For objective identification of the patterns associated with major weather events, it is paramount to develop criteria to identify particular weather phenomena and to use the criteria to create an extensive database of historical examples of such events. A relational database (DuBois 2005) of significant weather events was generated for a domain similar to the Middle Atlantic River Forecast Center (MARFC) region for the period 1950 to present. Most events correspond with those in the National Climatic Data Center (NCDC) storm-events database, and others have been obtained from additional sources. The fire occurrences were extracted from the fire bills that were obtained from the Department of Forestry in Pennsylvania and the storm-events database from NCDC for other states within the MARFC domain.

b. Event criteria and terminology

Twelve phenomena were selected for this study and are listed in Table 1. Each instance of a phenomenon is referred to as an occurrence. An occurrence describes a specific time and place and is local in scope. Occurrences are spatially or temporally grouped into events that compose a single storm or outbreak. These are regional in scope and are represented by an average location and time. For example, an occurrence of “snow” would be “26 inches of snow at Allentown, PA,” and the event that contains this occurrence would be “blizzard of January 7–8, 1996.” Criteria were needed for deciding both which occurrences to include in the database and how to group occurrences into events. The details of the events, the threshold values, and the number of documented occurrences within the Middle Atlantic region are also displayed in Table 1.

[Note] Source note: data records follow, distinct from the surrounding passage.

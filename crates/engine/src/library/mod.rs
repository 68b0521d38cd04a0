//! Durable question library service.
//!
//! Sits on top of [`QuestionStorePort`] and owns the enrichment rules:
//! candidates get an id, a stem hash, a creation timestamp and a default
//! source before they reach the store. The store's unique stem-hash
//! constraint does the actual de-duplication.

pub mod fill;
pub mod packs;
pub mod quips;
pub mod stem;

use std::sync::Arc;

use quizsmith_domain::{
    BankQuestion, Difficulty, QuestionDoc, QuestionDraft, TriviaCategory,
};

use crate::infrastructure::ports::{
    ClockPort, DrawFilter, LibraryFilter, MirrorBatchQuery, MirrorPort, PutOutcome,
    QuestionStorePort, StoreError,
};

/// Result of checking a candidate against the store.
#[derive(Debug)]
pub struct EnsureOutcome {
    pub doc: QuestionDoc,
    pub duplicate: bool,
}

pub struct LibraryService {
    store: Arc<dyn QuestionStorePort>,
    mirror: Option<Arc<dyn MirrorPort>>,
    clock: Arc<dyn ClockPort>,
}

impl LibraryService {
    pub fn new(
        store: Arc<dyn QuestionStorePort>,
        mirror: Option<Arc<dyn MirrorPort>>,
        clock: Arc<dyn ClockPort>,
    ) -> Self {
        Self {
            store,
            mirror,
            clock,
        }
    }

    /// Enrich a candidate or return the already-stored document.
    ///
    /// When the stem hash is taken, the existing document comes back with
    /// `duplicate = true` and the candidate is discarded. Otherwise the
    /// candidate gets an id/hash/timestamp/source and `duplicate = false`;
    /// nothing is written - that is [`Self::put_many`]'s job.
    pub async fn ensure_unique_by_hash(
        &self,
        draft: QuestionDraft,
    ) -> Result<EnsureOutcome, StoreError> {
        let stem_hash = draft
            .stem_hash
            .clone()
            .filter(|h| !h.is_empty())
            .unwrap_or_else(|| stem::stem_hash(&draft.question));

        if let Some(existing) = self.store.find_by_hash(&stem_hash).await? {
            return Ok(EnsureOutcome {
                doc: existing,
                duplicate: true,
            });
        }

        Ok(EnsureOutcome {
            doc: QuestionDoc {
                id: draft
                    .id
                    .filter(|id| !id.is_empty())
                    .unwrap_or_else(|| uuid::Uuid::new_v4().to_string()),
                stem_hash,
                tone: draft.tone,
                created_at: self.clock.now(),
                source: draft.source.unwrap_or_default(),
                used_at: None,
                question: draft.question,
            },
            duplicate: false,
        })
    }

    /// Insert a batch, skipping duplicates per item. Collisions inside the
    /// batch count as duplicates too.
    pub async fn put_many(&self, drafts: Vec<QuestionDraft>) -> Result<PutOutcome, StoreError> {
        if drafts.is_empty() {
            return Ok(PutOutcome::default());
        }
        let mut docs = Vec::new();
        let mut duplicates = 0;
        for draft in drafts {
            let outcome = self.ensure_unique_by_hash(draft).await?;
            if outcome.duplicate {
                duplicates += 1;
            } else {
                docs.push(outcome.doc);
            }
        }
        let stored = self.store.insert_many(&docs).await?;
        Ok(PutOutcome {
            inserted: stored.inserted,
            duplicates: duplicates + stored.duplicates,
        })
    }

    /// Insert documents that are already enriched (id, hash, timestamps).
    pub async fn insert_docs(&self, docs: &[QuestionDoc]) -> Result<PutOutcome, StoreError> {
        self.store.insert_many(docs).await
    }

    /// Draw one unused document, preferring an exact category+difficulty
    /// match and broadening to the category.
    pub async fn draw_one(
        &self,
        category: TriviaCategory,
        difficulty: Difficulty,
        exclude_ids: Vec<String>,
    ) -> Result<Option<QuestionDoc>, StoreError> {
        self.store
            .draw_one(&DrawFilter {
                category,
                difficulty,
                exclude_ids,
            })
            .await
    }

    pub async fn mark_used(&self, id: &str) -> Result<(), StoreError> {
        self.store.mark_used(id, self.clock.now()).await
    }

    /// Draw, mark used, and convert to the session-pool shape in one step.
    pub async fn draw_for_session(
        &self,
        category: TriviaCategory,
        difficulty: Difficulty,
        exclude_ids: Vec<String>,
    ) -> Result<Option<BankQuestion>, StoreError> {
        let Some(doc) = self.draw_one(category, difficulty, exclude_ids).await? else {
            return Ok(None);
        };
        self.mark_used(&doc.id).await?;
        Ok(Some(doc.to_bank_question()))
    }

    pub async fn count(&self, filter: LibraryFilter) -> Result<u64, StoreError> {
        self.store.count(&filter).await
    }

    pub async fn list(
        &self,
        filter: LibraryFilter,
        limit: Option<usize>,
        offset: usize,
    ) -> Result<Vec<QuestionDoc>, StoreError> {
        self.store.list(&filter, limit, offset).await
    }

    /// Push documents to the mirror, best effort. Without a configured
    /// mirror this is a no-op reporting nothing confirmed.
    pub async fn push_to_mirror(&self, docs: &[QuestionDoc]) -> PutOutcome {
        match &self.mirror {
            Some(mirror) => mirror.upsert_many(docs).await,
            None => PutOutcome {
                inserted: 0,
                duplicates: docs.len() as u32,
            },
        }
    }

    /// Pull a batch from the mirror and insert it locally under the `cloud`
    /// source, skipping hashes we already hold.
    pub async fn pull_from_mirror(
        &self,
        category: TriviaCategory,
        difficulty: Difficulty,
        limit: Option<usize>,
    ) -> Result<PutOutcome, StoreError> {
        let Some(mirror) = &self.mirror else {
            return Ok(PutOutcome::default());
        };
        let known: Vec<String> = self
            .store
            .list(
                &LibraryFilter {
                    category: Some(category),
                    difficulty: Some(difficulty),
                },
                None,
                0,
            )
            .await?
            .into_iter()
            .map(|d| d.stem_hash)
            .collect();

        let fetched = mirror
            .fetch_batch(&MirrorBatchQuery {
                category,
                difficulty,
                limit,
                exclude_hashes: known,
            })
            .await;

        let drafts = fetched
            .into_iter()
            .map(|doc| QuestionDraft {
                id: Some(doc.id),
                stem_hash: Some(doc.stem_hash),
                tone: doc.tone,
                source: Some(quizsmith_domain::QuestionSource::Cloud),
                question: doc.question,
            })
            .collect();
        self.put_many(drafts).await
    }
}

c. Structure of the database

The occurrences are grouped into events and are given event index identifiers. For synoptic events that occur on longer time scales, such as heat waves, occurrences over consecutive dates compose an event. Mesoscale phenomena are more strictly grouped. For example, tornadoes must occur within a 6-h period of each other to be classified as a tornado event.

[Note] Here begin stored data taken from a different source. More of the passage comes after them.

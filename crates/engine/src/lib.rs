//! QuizSmith engine: question supply and session state.
//!
//! Everything effectful lives here, behind port traits (see
//! [`infrastructure::ports`]): the chat-completion backend, the SQLite
//! question library, the best-effort remote mirror, and key-value snapshot
//! storage. Services are constructed explicitly and wired together in
//! [`app`]; nothing in this crate is a global.

pub mod app;
pub mod bank;
pub mod config;
pub mod generate;
pub mod infrastructure;
pub mod library;
pub mod session;

pub use app::Engine;
pub use config::{BankConfig, EngineConfig, GenerationConfig, MirrorConfig};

Quality assurance included spot checks. For the purposes of the fingerprinting algorithm, an average date–time and latitude–longitude are compiled for each event. The date–time field typically refers to the “peak time” of the event, which is a time between the start and end time at which the event is estimated to be most intense. A Web interface (http://www.climate.psu.edu/data/events/) facilitated access to the data.

d. Historical reanalysis

The meteorological analysis and their anomaly fields are obtained for all events from the NCEP–NCAR global reanalysis dataset (Kalnay et al. 1996; Kistler et al. 2001) by using a subset of the domain for the eastern two-thirds of the United States. The reanalysis dataset is global, with a horizontal grid spacing of 2.5° × 2.5° at 17 vertical pressure levels and a 6-h temporal resolution beginning 0000 UTC 1 January 1948.

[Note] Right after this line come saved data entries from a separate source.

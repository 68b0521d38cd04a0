//! In-memory question bank with generative refill.
//!
//! Pools are seeded from a static fixture and replenished per category:
//! preferably with a fresh generated batch, otherwise by recycling the
//! existing pool's `used` flags. Repeated generation failures open a
//! cooldown window during which refills skip the network entirely, so a
//! category that has ever held stock never comes up empty.

pub mod coerce;
pub mod events;
pub mod fixture;

use std::collections::HashMap;
use std::sync::Arc;

use chrono::{DateTime, Utc};
use dashmap::DashMap;
use rand::Rng;
use tokio::sync::{broadcast, Mutex};

use quizsmith_domain::{BankQuestion, GameCategory};

use crate::config::BankConfig;
use crate::infrastructure::ports::{ChatError, ChatMessage, ChatPort, ChatRequest, ClockPort};
use events::{RefillEvent, RefillEvents, RefillSource};

const BATCH_TEMPERATURE: f32 = 0.7;
const EVENT_CAPACITY: usize = 64;

#[derive(Debug, thiserror::Error)]
enum FetchError {
    #[error(transparent)]
    Chat(#[from] ChatError),
    #[error("no model yielded parseable content")]
    NoContent,
}

#[derive(Debug, Default, Clone, Copy)]
struct FailureState {
    fails: u32,
    cooldown_until: Option<DateTime<Utc>>,
}

#[derive(Default)]
struct BankState {
    pools: HashMap<GameCategory, Vec<BankQuestion>>,
    failures: HashMap<GameCategory, FailureState>,
}

struct FetchedBatch {
    items: Vec<BankQuestion>,
    model: String,
}

/// Per-session aggregate over all pools.
#[derive(Debug, Clone, Copy, PartialEq, Eq)]
pub struct BankStats {
    pub total: usize,
    pub used: usize,
    pub available: usize,
}

pub struct QuestionBank {
    /// `None` means no generation credential; refills recycle locally.
    chat: Option<Arc<dyn ChatPort>>,
    clock: Arc<dyn ClockPort>,
    config: BankConfig,
    state: Mutex<BankState>,
    /// Single-flight guard per category: the first caller refills, the rest
    /// wait on the same gate and then find fresh stock.
    refill_gates: DashMap<GameCategory, Arc<Mutex<()>>>,
    events: RefillEvents,
}

impl QuestionBank {
    pub fn new(
        chat: Option<Arc<dyn ChatPort>>,
        clock: Arc<dyn ClockPort>,
        config: BankConfig,
    ) -> Self {
        Self {
            chat,
            clock,
            config,
            state: Mutex::new(BankState {
                pools: fixture::starting_pools(),
                failures: HashMap::new(),
            }),
            refill_gates: DashMap::new(),
            events: RefillEvents::new(EVENT_CAPACITY),
        }
    }

    /// Listen for refill lifecycle events.
    pub fn subscribe(&self) -> broadcast::Receiver<RefillEvent> {
        self.events.subscribe()
    }

    /// Draw the next unused question for a category, refilling when the
    /// pool is exhausted. Returns `None` only if the pool is empty even
    /// after a refill.
    pub async fn get_next_question(&self, category: GameCategory) -> Option<BankQuestion> {
        if let Some(question) = self.draw_unused(category).await {
            return Some(question);
        }
        self.refill_category(category).await;
        self.draw_unused(category).await
    }

    /// Restore the fixture pools and clear failure tracking.
    pub async fn reset(&self) {
        let mut state = self.state.lock().await;
        state.pools = fixture::starting_pools();
        state.failures.clear();
    }

    pub async fn stats(&self) -> BankStats {
        let state = self.state.lock().await;
        let total = state.pools.values().map(Vec::len).sum();
        let used = state
            .pools
            .values()
            .flat_map(|pool| pool.iter())
            .filter(|q| q.used)
            .count();
        BankStats {
            total,
            used,
            available: total - used,
        }
    }

    async fn draw_unused(&self, category: GameCategory) -> Option<BankQuestion> {
        let mut state = self.state.lock().await;
        let pool = state.pools.get_mut(&category)?;
        let unused: Vec<usize> = pool
            .iter()
            .enumerate()
            .filter(|(_, q)| !q.used)
            .map(|(i, _)| i)
            .collect();
        if unused.is_empty() {
            return None;
        }
        let pick = unused[rand::thread_rng().gen_range(0..unused.len())];
        pool[pick].used = true;
        Some(pool[pick].clone())
    }

    async fn has_unused(&self, category: GameCategory) -> bool {
        let state = self.state.lock().await;
        state
            .pools
            .get(&category)
            .is_some_and(|pool| pool.iter().any(|q| !q.used))
    }

    async fn refill_category(&self, category: GameCategory) {
        let gate = self
            .refill_gates
            .entry(category)
            .or_insert_with(|| Arc::new(Mutex::new(())))
            .clone();
        let _guard = gate.lock().await;

        // Someone else refilled while we waited on the gate.
        if self.has_unused(category).await {
            return;
        }

        let now = self.clock.now();
        let in_cooldown = {
            let state = self.state.lock().await;
            state
                .failures
                .get(&category)
                .and_then(|f| f.cooldown_until)
                .is_some_and(|until| now < until)
        };

        tracing::info!(category = %category, cooldown = in_cooldown, "refilling question pool");
        self.events.emit(RefillEvent::start(category, in_cooldown));

        if self.chat.is_none() || in_cooldown {
            self.recycle(category).await;
            let source = if in_cooldown {
                RefillSource::LocalCooldown
            } else {
                RefillSource::Local
            };
            self.events.emit(RefillEvent::end(category, source, None));
            return;
        }

        match self.fetch_generated_batch(category).await {
            Ok(batch) if !batch.items.is_empty() => {
                let mut state = self.state.lock().await;
                state.pools.insert(category, batch.items);
                state.failures.insert(category, FailureState::default());
                drop(state);
                self.events.emit(RefillEvent::end(
                    category,
                    RefillSource::Generated,
                    Some(batch.model),
                ));
                return;
            }
            Ok(_) => {
                tracing::warn!(category = %category, "generated batch was empty, recycling");
            }
            Err(e) => {
                tracing::warn!(category = %category, error = %e, "batch fetch failed, recycling");
                self.events.emit(RefillEvent::error(category, e.to_string()));
                let mut state = self.state.lock().await;
                let entry = state.failures.entry(category).or_default();
                entry.fails += 1;
                if entry.fails >= self.config.fail_threshold {
                    entry.fails = 0;
                    entry.cooldown_until = Some(now + self.config.cooldown);
                }
            }
        }

        self.recycle(category).await;
        self.events
            .emit(RefillEvent::end(category, RefillSource::LocalFallback, None));
    }

    async fn recycle(&self, category: GameCategory) {
        let mut state = self.state.lock().await;
        if let Some(pool) = state.pools.get_mut(&category) {
            for question in pool.iter_mut() {
                question.used = false;
            }
        }
    }

    /// Ask the backend for a fresh batch, walking the configured model list
    /// until one yields parseable content.
    async fn fetch_generated_batch(&self, category: GameCategory) -> Result<FetchedBatch, FetchError> {
        let Some(chat) = &self.chat else {
            return Err(FetchError::NoContent);
        };

        let count = self.config.batch_size;
        let system = "You are a trivia generator. Output ONLY valid JSON of the shape \
                      {\"questions\": [{\"question\": string, \"choices\": [string, string, string, string], \
                      \"correctIndex\": number, \"wrongQuips\": {\"0\": string, \"1\": string, \"2\": string, \"3\": string}, \
                      \"correctQuip\": string}]}"
            .to_string();
        let user = format!(
            "Generate {count} short, clear, family-friendly multiple-choice trivia questions \
             for the category: {category}.\n\
             Rules:\n\
             - Exactly 4 choices per question.\n\
             - correctIndex must be 0..3.\n\
             - wrongQuips must include keys '0','1','2','3' with snappy, humorous one-liners.\n\
             - correctQuip is a single upbeat one-liner.\n\
             - Do not include explanations.\n\
             Return JSON only."
        );

        let mut last_err = FetchError::NoContent;
        for model in &self.config.batch_models {
            let content = match self
                .chat_with_retry(chat.as_ref(), model, &system, &user, category)
                .await
            {
                Ok(content) if !content.trim().is_empty() => content,
                Ok(_) => continue,
                Err(e) => {
                    last_err = FetchError::Chat(e);
                    continue;
                }
            };

            let raw = match coerce::parse_batch(&content) {
                Ok(raw) => raw,
                Err(e) => {
                    tracing::warn!(model = %model, error = %e, "unparseable batch, trying next model");
                    continue;
                }
            };

            let stamp = self.clock.now().timestamp_millis();
            let items: Vec<BankQuestion> = raw
                .questions
                .into_iter()
                .take(count)
                .enumerate()
                .map(|(i, q)| coerce::sanitize(q, category, format!("{category}_{stamp}_{i}")))
                .collect();
            return Ok(FetchedBatch {
                items,
                model: model.clone(),
            });
        }
        Err(last_err)
    }

    /// One model's request with exponential backoff on 429/5xx/transport
    /// failures; a retry event goes out from the second attempt on.
    async fn chat_with_retry(
        &self,
        chat: &dyn ChatPort,
        model: &str,
        system: &str,
        user: &str,
        category: GameCategory,
    ) -> Result<String, ChatError> {
        let retry = &self.config.retry;
        let mut last_err = ChatError::Transport("retry budget exhausted".to_string());
        for attempt in 1..=retry.max_attempts {
            let request = ChatRequest {
                model: model.to_string(),
                messages: vec![ChatMessage::system(system), ChatMessage::user(user)],
                temperature: Some(BATCH_TEMPERATURE),
                max_tokens: None,
            };
            match chat.chat(request).await {
                Ok(response) => {
                    return Ok(response.first_content().unwrap_or_default().to_string())
                }
                Err(e) if e.is_retryable() && attempt < retry.max_attempts => {
                    self.events
                        .emit(RefillEvent::retry(category, attempt + 1, retry.max_attempts));
                    tokio::time::sleep(retry.delay_after(attempt)).await;
                    last_err = e;
                }
                Err(e) => return Err(e),
            }
        }
        Err(last_err)
    }
}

Because this research focuses on the eastern United States where the density and quality of the observing network were sufficient throughout the reanalysis period, it is considered to be adequate for research purposes. Future research will use the newly available higher-resolution historical reanalysis developed using the NCEP Eta data assimilation system (Black 1994; Rogers et al. 1996, 1997) applied over the period 1979–present and referred to as the North American Regional Reanalysis (NARR) project (Mesinger et al. 2006). This dataset exceeded the capacity of the available computational resources until recently.

A number of meteorological variables from the NCEP–NCAR reanalysis dataset are used in this pattern recognition. These include geopotential heights, temperatures, specific humidity, meridional and zonal winds, sea level pressure, precipitable water, and 2-m temperature. In addition, several other variables are constructed from these elementary fields: thickness, shear, and wind speed.

Because identifying anomaly patterns is the goal of this research, a technique similar to that developed by Hart and Grumm (2001) is used to generate and standardize the magnitude of field anomalies from the reanalysis. This technique begins with calculating the World Meteorological Organization standard 30-yr (1971–2000) climatological mean X and standard deviation σ from all NCEP reanalysis and derived fields for each 6-h period within a calendar year. Each 6-h series is smoothed with a 21-day centered running mean (0000, 0600, 1200, and 1800 UTC). This process preserves both the annual and diurnal cycles while smoothing the irregularities resulting from undersampling of season-to-season variations. The climatological mean is then subtracted from the observed field X and is divided by that field’s standard deviation (at each 6-h interval) to arrive at a normalized anomaly N (this technique is applied for all 6-h periods from 1948 to 2004):
i1558-8432-46-7-1053-e1

All fields are normalized despite the fact that some fields, such as wind, are not best described by a normal distribution, though they have been demonstrated to be a close approximation (Grumm and Hart 2001). In addition, the normalization process aids the recognition of the extreme events because the magnitude of the standardized anomalies is independent of season and location, which is a characteristic that is important in the recognition of patterns conducive to major weather events. The compiled datasets are then used in an objective statistical model to examine the major weather event and its linked patterns.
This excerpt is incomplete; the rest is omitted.